Although it missed, it gave the Raiders something to think about when they faced that very same scenario in overtime.
‘I think Colgate was fully expecting me to take the shot,’ Roydhouse said.
And that was his plan all along. As he and Brode hovered over the ball in overtime, it was Roydhouse who spoke up first, saying he wanted to be the one to strike the ball.
But Brode had other ideas.
‘He really wanted that one, too, but I told him I was going to take it,’ Brode said. ‘I practice a lot bending (the ball to the) back post. I just went to hit it and curve it as fast as I possibly could.’
So this time it was Roydhouse who provided the fake and Brode who would take the strike on goal. Roydhouse faked, and Brode struck the outside of the ball with his taped-up right foot. As the ball bent toward the back post, Roydhouse began to jump up and down. He’d seen his free kick against Northeastern give the Orange its first win of the season, and with Brode’s shot in mid-flight he knew the team had its second.
‘I’d like to see my reaction on tape, because I think I started jumping as soon as he hit it,’ Roydhouse said. ‘Perfection. He couldn’t have hit it any better.’
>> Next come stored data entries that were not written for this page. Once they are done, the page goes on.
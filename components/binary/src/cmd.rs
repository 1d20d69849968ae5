// Copyright 2024 stratus
//
// Licensed under the Apache License, Version 2.0 (the "License");
// you may not use this file except in compliance with the License.
// You may obtain a copy of the License at
//
//      http://www.apache.org/licenses/LICENSE-2.0
//
// Unless required by applicable law or agreed to in writing, software
// distributed under the License is distributed on an "AS IS" BASIS,
// WITHOUT WARRANTIES OR CONDITIONS OF ANY KIND, either express or implied.
// See the License for the specific language governing permissions and
// limitations under the License.

pub mod get;
pub mod meta;
pub mod put;
pub mod storage;
// Copyright 2024 stratus
//
// Licensed under the Apache License, Version 2.0 (the "License");
// you may not use this file except in compliance with the License.
// You may obtain a copy of the License at
//
//      http://www.apache.org/licenses/LICENSE-2.0
//
// Unless required by applicable law or agreed to in writing, software
// distributed under the License is distributed on an "AS IS" BASIS,
// WITHOUT WARRANTIES OR CONDITIONS OF ANY KIND, either express or implied.
// See the License for the specific language governing permissions and
// limitations under the License.

//! The binary layout of a chunk meta blob.
//!
//! A blob is a fixed size header followed by the envelope wrapped
//! [ChunkMeta]. All header fields are little-endian.
//!
//! ```text
//! v1: | signature: u32 | payload ... |
//! v2: | signature: u32 | checksum: u64 | chunk_id: 16 bytes | payload ... |
//! ```
//!
//! The v2 checksum covers the payload only. A v1 header carries neither a
//! checksum nor a chunk id; readers take the chunk id they asked for.

use byteorder::{ByteOrder, LittleEndian};
use bytes::{BufMut, Bytes, BytesMut};
use snafu::{ensure, ResultExt};
use stratus_types::{
    checksum::{checksum, Checksum},
    chunk_id::CHUNK_ID_BYTES,
    envelope::{deserialize_with_envelope, serialize_with_envelope},
    ChunkId, ChunkMeta,
};

use crate::err::{
    BuildChunkMetaSnafu, ChunkIdMismatchSnafu, MetaChecksumMismatchSnafu, MetaTooShortSnafu,
    ParseMetaSnafu, Result, UnknownMetaSignatureSnafu,
};

pub const CHUNK_META_HEADER_BASE_SIZE: usize = 4;
pub const CHUNK_META_HEADER_V1_SIZE: usize = CHUNK_META_HEADER_BASE_SIZE;
pub const CHUNK_META_HEADER_V2_SIZE: usize = CHUNK_META_HEADER_BASE_SIZE + 8 + CHUNK_ID_BYTES;

pub const CHUNK_META_HEADER_V1_SIGNATURE: u32 = u32::from_le_bytes(*b"CMH1");
pub const CHUNK_META_HEADER_V2_SIGNATURE: u32 = u32::from_le_bytes(*b"CMH2");

#[derive(Debug, Clone, Copy, Eq, PartialEq)]
pub enum ChunkMetaHeader {
    V1,
    V2 { checksum: Checksum, chunk_id: ChunkId },
}

impl ChunkMetaHeader {
    pub fn signature(&self) -> u32 {
        match self {
            ChunkMetaHeader::V1 => CHUNK_META_HEADER_V1_SIGNATURE,
            ChunkMetaHeader::V2 { .. } => CHUNK_META_HEADER_V2_SIGNATURE,
        }
    }

    pub fn size(&self) -> usize {
        match self {
            ChunkMetaHeader::V1 => CHUNK_META_HEADER_V1_SIZE,
            ChunkMetaHeader::V2 { .. } => CHUNK_META_HEADER_V2_SIZE,
        }
    }

    pub fn encode_to(&self, buf: &mut impl BufMut) {
        buf.put_u32_le(self.signature());
        if let ChunkMetaHeader::V2 { checksum, chunk_id } = self {
            buf.put_u64_le(*checksum);
            buf.put_slice(&chunk_id.to_le_bytes());
        }
    }

    /// Parse the header at the front of `blob`, dispatching on the signature
    /// of the common base header. Returns the header and the payload
    /// following it.
    pub fn parse<'a>(blob: &'a [u8], file: &str) -> Result<(Self, &'a [u8])> {
        ensure!(
            blob.len() >= CHUNK_META_HEADER_BASE_SIZE,
            MetaTooShortSnafu {
                file,
                len: blob.len(),
                expected: CHUNK_META_HEADER_BASE_SIZE,
            }
        );

        let signature = LittleEndian::read_u32(&blob[..CHUNK_META_HEADER_BASE_SIZE]);
        let header = match signature {
            CHUNK_META_HEADER_V1_SIGNATURE => ChunkMetaHeader::V1,
            CHUNK_META_HEADER_V2_SIGNATURE => {
                ensure!(
                    blob.len() >= CHUNK_META_HEADER_V2_SIZE,
                    MetaTooShortSnafu {
                        file,
                        len: blob.len(),
                        expected: CHUNK_META_HEADER_V2_SIZE,
                    }
                );
                let checksum = LittleEndian::read_u64(&blob[4..12]);
                let mut id = [0u8; CHUNK_ID_BYTES];
                id.copy_from_slice(&blob[12..CHUNK_META_HEADER_V2_SIZE]);
                ChunkMetaHeader::V2 {
                    checksum,
                    chunk_id: ChunkId::from_le_bytes(id),
                }
            }
            _ => return UnknownMetaSignatureSnafu { file, signature }.fail(),
        };
        Ok((header, &blob[header.size()..]))
    }
}

/// Serialize `meta` into a v2 meta blob for `chunk_id`.
pub fn build_chunk_meta_blob(chunk_id: ChunkId, meta: &ChunkMeta) -> Result<Bytes> {
    let payload = serialize_with_envelope(meta).context(BuildChunkMetaSnafu { chunk_id })?;
    let header = ChunkMetaHeader::V2 {
        checksum: checksum(&payload),
        chunk_id,
    };
    Ok(assemble(header, &payload))
}

/// Serialize `meta` into a legacy v1 meta blob. Kept so that chunks written
/// by old writers can be reproduced.
pub fn build_chunk_meta_blob_v1(chunk_id: ChunkId, meta: &ChunkMeta) -> Result<Bytes> {
    let payload = serialize_with_envelope(meta).context(BuildChunkMetaSnafu { chunk_id })?;
    Ok(assemble(ChunkMetaHeader::V1, &payload))
}

fn assemble(header: ChunkMetaHeader, payload: &[u8]) -> Bytes {
    let mut buf = BytesMut::with_capacity(header.size() + payload.len());
    header.encode_to(&mut buf);
    buf.put_slice(payload);
    buf.freeze()
}

/// Decode a meta blob of the chunk `expected_chunk_id`.
///
/// `file` only names the blob in error messages.
pub fn decode_chunk_meta_blob(blob: &[u8], expected_chunk_id: ChunkId, file: &str) -> Result<ChunkMeta> {
    let (header, payload) = ChunkMetaHeader::parse(blob, file)?;

    // v1 headers do not carry the chunk id, the caller already knows which
    // chunk it asked for.
    let chunk_id = match header {
        ChunkMetaHeader::V1 => expected_chunk_id,
        ChunkMetaHeader::V2 {
            checksum: expected,
            chunk_id,
        } => {
            let actual = checksum(payload);
            ensure!(
                actual == expected,
                MetaChecksumMismatchSnafu {
                    file,
                    expected,
                    actual,
                    len: blob.len(),
                }
            );
            chunk_id
        }
    };

    ensure!(
        chunk_id == expected_chunk_id,
        ChunkIdMismatchSnafu {
            file,
            expected: expected_chunk_id,
            actual: chunk_id,
        }
    );

    deserialize_with_envelope(payload).context(ParseMetaSnafu { file })
}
That perfection, that inability to hit the ball any better, came from striking hundreds of free kicks identical to this one with Roydhouse after training sessions. The pair will often stay late, past the time when practice has concluded and the others have left, just to work on their set pieces.
With a bag of soccer balls and plastic defenders, they perfect their craft. All in hopes of having one chance to do something special during the games.
‘That’s always how you become confident on anything is practice,’ SU head coach Ian McIntyre said. ‘They’re two good soccer junkies. … It wasn’t just about completing that (play). It was about the composure that Brode had with 40-odd seconds to go to take that one. I think that’s just reward for a lot of hard work for him and for the team.’
And as he stood over the ball to take that shot, he was definitely composed. He told Roydhouse he wanted the chance to hit the shot, and he never wavered. Roydhouse, the team’s leader in goals and specialist on set pieces, couldn’t stop him.
He knew it was Brode’s free kick to strike.
‘I couldn’t say no to him,’ Roydhouse said. ‘He must have had a feeling or something.’
Maybe he’ll have to keep those worn-out cleats after all.
‘We should probably see if we can get the guy a new pair of boots,’ McIntyre said. ‘But if he’s scoring with them, and if it works, sometimes you don’t mess with it.’